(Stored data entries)
===============

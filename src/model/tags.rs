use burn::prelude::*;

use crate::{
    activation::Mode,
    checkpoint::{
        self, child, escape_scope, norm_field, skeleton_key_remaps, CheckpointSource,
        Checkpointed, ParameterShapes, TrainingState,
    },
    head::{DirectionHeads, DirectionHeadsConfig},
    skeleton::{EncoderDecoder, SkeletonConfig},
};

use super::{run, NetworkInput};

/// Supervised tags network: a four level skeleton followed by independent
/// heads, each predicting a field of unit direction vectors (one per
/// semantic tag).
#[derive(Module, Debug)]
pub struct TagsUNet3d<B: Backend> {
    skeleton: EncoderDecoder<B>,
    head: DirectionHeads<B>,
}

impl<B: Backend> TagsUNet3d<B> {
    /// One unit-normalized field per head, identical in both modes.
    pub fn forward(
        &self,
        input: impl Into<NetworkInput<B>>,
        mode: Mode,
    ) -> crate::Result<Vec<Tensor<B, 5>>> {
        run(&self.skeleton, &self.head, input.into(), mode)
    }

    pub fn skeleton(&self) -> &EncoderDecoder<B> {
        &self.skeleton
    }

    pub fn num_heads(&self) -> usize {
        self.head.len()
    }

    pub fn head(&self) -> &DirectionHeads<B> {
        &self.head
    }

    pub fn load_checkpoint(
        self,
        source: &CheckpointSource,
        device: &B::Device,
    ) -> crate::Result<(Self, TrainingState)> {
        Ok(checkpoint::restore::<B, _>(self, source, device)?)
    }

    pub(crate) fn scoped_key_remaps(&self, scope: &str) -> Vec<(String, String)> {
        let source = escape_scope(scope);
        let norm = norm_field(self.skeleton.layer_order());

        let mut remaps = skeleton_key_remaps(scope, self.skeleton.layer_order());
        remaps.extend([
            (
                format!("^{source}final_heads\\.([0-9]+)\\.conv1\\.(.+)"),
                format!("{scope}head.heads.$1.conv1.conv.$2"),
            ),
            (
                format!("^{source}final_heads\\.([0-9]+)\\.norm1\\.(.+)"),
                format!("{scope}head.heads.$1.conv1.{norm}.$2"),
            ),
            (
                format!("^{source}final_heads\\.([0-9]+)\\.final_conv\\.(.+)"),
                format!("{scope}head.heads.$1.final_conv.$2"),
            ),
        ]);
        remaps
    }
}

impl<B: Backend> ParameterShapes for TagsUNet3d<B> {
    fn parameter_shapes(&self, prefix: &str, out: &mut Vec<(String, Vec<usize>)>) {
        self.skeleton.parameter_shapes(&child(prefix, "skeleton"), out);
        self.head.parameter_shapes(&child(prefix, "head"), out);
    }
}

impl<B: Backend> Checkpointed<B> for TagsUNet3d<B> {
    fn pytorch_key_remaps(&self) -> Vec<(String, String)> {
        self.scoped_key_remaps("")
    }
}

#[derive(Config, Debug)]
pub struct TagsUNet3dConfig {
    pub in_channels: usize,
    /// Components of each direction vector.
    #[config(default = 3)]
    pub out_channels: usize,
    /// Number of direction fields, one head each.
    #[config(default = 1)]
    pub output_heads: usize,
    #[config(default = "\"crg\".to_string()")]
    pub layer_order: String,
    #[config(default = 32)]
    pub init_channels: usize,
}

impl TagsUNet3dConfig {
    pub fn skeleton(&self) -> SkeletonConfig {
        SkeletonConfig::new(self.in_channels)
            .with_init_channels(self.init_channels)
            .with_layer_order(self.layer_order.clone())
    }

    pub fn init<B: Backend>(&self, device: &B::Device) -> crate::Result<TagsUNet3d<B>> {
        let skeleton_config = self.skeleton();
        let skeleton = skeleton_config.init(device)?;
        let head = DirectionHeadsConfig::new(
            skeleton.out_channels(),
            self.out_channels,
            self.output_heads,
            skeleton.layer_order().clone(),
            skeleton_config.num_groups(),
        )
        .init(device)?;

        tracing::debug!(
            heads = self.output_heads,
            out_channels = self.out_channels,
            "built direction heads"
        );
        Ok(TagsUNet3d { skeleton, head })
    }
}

===============

THE TASK:
Select every line above that contains the word "Checkpointed", and copy it.

SOLUTION:
        Checkpointed, ParameterShapes, TrainingState,
impl<B: Backend> Checkpointed<B> for TagsUNet3d<B> {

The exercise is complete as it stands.